## [TO DO]
Select the lines below containing the word "await".
------------------------
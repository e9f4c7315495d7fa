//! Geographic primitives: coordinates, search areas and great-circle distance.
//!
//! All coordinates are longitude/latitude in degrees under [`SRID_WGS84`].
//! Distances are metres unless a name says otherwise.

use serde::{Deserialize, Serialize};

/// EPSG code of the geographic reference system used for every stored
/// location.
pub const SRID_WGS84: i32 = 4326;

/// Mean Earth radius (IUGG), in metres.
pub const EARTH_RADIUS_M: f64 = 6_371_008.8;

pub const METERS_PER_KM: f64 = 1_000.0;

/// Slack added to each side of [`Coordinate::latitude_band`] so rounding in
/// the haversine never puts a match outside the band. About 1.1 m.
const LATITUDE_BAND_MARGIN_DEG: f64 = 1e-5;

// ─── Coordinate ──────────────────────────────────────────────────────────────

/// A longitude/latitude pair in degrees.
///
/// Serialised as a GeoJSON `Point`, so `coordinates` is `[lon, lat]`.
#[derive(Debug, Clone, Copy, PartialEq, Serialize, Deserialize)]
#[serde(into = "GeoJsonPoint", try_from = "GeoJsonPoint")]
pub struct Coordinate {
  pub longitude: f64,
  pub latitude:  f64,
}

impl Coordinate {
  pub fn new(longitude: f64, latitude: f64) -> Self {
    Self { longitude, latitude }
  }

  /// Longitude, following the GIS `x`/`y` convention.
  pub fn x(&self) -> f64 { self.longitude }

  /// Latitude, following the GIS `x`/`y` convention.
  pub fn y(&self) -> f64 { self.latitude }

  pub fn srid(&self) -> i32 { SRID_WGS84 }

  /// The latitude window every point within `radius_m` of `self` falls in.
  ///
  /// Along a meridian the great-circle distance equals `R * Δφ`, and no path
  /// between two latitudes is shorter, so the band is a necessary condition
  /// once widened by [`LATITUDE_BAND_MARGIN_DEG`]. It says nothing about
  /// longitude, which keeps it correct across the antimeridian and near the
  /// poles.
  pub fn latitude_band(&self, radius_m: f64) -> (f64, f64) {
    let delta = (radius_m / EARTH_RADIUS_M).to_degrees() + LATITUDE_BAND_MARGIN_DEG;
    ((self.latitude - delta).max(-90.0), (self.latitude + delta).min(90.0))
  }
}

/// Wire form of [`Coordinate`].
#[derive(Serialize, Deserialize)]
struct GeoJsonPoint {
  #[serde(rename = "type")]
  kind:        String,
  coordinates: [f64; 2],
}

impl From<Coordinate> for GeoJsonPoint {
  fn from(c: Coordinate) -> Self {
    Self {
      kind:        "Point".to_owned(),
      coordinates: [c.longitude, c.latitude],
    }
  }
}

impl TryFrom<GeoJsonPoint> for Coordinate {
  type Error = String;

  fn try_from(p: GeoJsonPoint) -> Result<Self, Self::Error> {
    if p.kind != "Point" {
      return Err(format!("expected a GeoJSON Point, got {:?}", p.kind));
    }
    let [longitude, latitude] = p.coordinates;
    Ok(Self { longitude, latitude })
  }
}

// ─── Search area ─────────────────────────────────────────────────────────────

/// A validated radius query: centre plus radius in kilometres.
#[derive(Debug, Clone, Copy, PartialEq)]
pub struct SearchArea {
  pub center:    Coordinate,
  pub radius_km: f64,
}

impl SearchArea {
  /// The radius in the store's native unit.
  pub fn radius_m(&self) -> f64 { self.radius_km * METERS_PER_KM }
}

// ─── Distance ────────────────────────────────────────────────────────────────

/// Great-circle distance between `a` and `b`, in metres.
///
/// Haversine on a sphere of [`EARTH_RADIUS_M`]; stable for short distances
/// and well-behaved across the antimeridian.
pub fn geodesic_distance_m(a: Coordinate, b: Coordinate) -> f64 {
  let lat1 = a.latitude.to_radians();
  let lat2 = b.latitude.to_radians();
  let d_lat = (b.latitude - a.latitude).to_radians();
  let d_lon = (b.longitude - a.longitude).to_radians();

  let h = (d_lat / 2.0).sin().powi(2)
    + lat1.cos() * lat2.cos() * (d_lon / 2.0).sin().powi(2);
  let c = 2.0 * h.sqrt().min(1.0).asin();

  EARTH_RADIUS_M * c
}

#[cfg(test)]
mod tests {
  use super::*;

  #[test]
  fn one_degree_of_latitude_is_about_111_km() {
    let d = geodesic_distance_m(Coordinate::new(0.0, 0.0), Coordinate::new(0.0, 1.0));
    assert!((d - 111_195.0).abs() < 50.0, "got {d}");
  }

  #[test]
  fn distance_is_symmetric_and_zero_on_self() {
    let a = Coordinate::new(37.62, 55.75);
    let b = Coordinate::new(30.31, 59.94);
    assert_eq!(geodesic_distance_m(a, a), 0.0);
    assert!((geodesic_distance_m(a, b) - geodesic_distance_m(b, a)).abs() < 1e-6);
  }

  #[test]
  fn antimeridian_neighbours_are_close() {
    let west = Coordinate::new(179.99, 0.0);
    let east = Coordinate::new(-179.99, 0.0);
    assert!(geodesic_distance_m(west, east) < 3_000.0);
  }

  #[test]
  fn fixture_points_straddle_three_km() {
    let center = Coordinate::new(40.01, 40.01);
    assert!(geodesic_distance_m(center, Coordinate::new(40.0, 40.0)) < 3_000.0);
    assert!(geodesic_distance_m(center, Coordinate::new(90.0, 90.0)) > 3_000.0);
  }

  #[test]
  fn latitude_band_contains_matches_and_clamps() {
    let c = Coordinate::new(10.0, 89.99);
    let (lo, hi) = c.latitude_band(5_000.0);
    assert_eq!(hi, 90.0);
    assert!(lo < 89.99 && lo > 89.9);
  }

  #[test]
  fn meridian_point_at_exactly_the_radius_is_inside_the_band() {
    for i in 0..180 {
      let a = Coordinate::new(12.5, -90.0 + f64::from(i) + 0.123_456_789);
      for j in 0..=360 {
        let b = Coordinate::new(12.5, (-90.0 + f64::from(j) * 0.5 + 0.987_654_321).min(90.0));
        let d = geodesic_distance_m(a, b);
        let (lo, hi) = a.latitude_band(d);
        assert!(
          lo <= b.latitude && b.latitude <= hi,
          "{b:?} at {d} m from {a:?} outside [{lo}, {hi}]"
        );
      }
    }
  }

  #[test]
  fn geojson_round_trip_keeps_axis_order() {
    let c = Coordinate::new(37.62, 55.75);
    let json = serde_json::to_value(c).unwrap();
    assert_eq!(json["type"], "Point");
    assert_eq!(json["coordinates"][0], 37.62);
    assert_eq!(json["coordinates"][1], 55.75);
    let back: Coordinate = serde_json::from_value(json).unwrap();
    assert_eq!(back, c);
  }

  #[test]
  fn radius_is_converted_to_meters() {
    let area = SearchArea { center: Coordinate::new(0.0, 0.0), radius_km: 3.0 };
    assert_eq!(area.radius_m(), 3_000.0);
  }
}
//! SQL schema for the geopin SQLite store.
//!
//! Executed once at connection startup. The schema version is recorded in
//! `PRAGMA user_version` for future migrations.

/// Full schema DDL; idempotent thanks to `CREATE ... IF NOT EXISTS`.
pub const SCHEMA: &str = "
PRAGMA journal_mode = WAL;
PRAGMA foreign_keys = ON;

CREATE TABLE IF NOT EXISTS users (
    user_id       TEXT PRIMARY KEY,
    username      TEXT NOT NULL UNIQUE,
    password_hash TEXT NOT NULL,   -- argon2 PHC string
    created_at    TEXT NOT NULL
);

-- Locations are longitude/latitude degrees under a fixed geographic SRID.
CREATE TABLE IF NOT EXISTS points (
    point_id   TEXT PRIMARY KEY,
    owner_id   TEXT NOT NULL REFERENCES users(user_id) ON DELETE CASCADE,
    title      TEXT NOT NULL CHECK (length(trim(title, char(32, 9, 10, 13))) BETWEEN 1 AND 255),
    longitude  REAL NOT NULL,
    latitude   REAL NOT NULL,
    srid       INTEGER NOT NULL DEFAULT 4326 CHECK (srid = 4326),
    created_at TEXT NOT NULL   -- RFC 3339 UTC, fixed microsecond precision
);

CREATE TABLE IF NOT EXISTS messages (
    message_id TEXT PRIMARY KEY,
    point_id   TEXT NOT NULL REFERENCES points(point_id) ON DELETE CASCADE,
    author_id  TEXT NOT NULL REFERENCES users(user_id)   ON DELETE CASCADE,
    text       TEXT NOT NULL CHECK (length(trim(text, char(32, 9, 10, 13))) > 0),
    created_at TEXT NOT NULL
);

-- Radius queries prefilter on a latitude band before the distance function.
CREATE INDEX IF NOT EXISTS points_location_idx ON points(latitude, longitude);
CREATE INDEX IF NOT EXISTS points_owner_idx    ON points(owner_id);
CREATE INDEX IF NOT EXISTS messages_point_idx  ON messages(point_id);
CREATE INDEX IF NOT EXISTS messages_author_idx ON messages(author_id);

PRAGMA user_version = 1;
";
------------------------
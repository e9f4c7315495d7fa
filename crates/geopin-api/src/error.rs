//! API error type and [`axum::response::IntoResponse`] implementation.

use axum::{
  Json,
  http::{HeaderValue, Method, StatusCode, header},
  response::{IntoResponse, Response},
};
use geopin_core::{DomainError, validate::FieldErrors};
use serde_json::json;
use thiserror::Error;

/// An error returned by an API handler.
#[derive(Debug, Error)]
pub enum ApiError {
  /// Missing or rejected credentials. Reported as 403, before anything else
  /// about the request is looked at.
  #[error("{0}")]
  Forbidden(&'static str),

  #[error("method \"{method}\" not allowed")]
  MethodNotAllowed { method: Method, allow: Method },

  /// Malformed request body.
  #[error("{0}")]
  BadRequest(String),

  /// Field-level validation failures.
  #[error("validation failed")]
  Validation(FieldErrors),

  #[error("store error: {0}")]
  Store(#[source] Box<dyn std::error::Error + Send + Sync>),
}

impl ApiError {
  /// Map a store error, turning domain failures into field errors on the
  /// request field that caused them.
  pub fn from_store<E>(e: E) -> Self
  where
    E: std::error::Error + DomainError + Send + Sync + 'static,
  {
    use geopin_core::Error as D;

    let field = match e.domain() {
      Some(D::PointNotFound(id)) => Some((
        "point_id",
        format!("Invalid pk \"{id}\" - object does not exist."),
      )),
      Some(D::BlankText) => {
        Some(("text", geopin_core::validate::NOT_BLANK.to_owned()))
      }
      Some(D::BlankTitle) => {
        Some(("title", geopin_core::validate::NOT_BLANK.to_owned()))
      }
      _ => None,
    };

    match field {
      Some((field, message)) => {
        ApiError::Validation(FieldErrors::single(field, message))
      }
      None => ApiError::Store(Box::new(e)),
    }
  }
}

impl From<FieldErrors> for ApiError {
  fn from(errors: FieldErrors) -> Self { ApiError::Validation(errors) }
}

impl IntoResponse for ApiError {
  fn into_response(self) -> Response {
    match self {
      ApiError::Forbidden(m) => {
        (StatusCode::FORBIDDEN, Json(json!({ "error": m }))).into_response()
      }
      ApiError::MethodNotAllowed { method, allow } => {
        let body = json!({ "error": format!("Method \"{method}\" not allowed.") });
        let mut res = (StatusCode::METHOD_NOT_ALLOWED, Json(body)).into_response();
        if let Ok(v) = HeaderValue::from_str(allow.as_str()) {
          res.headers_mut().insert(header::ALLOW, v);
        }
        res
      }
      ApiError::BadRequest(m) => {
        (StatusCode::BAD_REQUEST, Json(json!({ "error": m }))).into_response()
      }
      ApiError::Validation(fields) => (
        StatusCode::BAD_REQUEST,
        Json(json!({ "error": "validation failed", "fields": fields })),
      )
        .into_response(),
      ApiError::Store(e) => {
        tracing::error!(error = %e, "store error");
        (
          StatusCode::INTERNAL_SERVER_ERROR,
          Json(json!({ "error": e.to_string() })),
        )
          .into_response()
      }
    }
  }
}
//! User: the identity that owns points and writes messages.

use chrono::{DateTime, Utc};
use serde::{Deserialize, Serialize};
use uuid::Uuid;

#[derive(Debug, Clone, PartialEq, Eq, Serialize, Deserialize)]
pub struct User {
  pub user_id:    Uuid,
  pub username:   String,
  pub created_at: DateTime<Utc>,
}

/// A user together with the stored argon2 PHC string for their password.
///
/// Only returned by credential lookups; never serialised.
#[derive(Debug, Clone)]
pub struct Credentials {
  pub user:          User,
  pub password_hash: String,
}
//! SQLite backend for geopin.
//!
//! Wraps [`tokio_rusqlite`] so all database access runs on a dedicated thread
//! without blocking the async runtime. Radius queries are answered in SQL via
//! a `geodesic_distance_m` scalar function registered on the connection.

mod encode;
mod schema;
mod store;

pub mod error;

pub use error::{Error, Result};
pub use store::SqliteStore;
------------------------
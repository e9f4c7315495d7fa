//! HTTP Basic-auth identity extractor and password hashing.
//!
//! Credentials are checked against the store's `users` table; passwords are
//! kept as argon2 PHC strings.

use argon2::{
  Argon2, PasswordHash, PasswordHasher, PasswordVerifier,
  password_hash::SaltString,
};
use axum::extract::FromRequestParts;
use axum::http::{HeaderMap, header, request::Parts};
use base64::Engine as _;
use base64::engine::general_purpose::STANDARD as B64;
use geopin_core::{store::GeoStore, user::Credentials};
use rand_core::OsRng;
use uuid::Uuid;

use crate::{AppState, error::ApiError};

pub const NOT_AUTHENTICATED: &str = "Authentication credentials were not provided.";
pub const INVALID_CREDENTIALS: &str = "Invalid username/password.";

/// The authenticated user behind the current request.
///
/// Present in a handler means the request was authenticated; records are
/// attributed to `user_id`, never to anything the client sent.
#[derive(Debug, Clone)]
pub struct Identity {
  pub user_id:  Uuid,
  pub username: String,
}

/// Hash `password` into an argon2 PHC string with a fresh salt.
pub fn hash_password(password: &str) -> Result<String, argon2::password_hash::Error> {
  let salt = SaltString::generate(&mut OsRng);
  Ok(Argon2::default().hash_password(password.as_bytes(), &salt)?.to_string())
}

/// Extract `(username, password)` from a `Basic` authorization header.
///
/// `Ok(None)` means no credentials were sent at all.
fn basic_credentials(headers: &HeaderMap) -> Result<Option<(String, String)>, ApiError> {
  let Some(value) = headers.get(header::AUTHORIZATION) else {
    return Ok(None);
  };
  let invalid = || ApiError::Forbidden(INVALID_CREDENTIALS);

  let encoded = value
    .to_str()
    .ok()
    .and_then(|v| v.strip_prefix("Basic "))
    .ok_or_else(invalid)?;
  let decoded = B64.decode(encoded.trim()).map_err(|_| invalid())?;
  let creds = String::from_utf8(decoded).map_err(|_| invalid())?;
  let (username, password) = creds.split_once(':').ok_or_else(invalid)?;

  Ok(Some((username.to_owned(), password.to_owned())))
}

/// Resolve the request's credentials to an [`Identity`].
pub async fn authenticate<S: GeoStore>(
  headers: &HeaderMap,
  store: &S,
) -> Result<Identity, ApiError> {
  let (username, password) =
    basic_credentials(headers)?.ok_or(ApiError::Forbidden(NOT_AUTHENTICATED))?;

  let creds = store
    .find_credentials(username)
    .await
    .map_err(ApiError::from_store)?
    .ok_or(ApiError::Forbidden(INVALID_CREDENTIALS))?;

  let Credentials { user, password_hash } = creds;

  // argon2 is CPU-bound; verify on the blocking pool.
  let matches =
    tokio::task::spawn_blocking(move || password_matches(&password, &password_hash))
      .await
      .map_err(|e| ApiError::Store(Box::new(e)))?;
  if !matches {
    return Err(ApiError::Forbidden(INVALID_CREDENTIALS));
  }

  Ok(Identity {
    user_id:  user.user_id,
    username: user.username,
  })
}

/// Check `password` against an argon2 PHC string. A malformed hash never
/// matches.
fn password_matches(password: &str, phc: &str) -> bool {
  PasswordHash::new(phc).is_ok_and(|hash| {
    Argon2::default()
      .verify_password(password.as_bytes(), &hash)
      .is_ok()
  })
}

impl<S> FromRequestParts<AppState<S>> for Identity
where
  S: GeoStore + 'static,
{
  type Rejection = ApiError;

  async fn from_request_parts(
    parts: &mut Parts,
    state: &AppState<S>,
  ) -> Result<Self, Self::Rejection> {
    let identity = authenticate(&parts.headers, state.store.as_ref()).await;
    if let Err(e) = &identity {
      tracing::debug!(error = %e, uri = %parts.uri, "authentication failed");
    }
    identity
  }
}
------------------------
## [TASK ANSWER]
    .await
      .await
    let identity = authenticate(&parts.headers, state.store.as_ref()).await;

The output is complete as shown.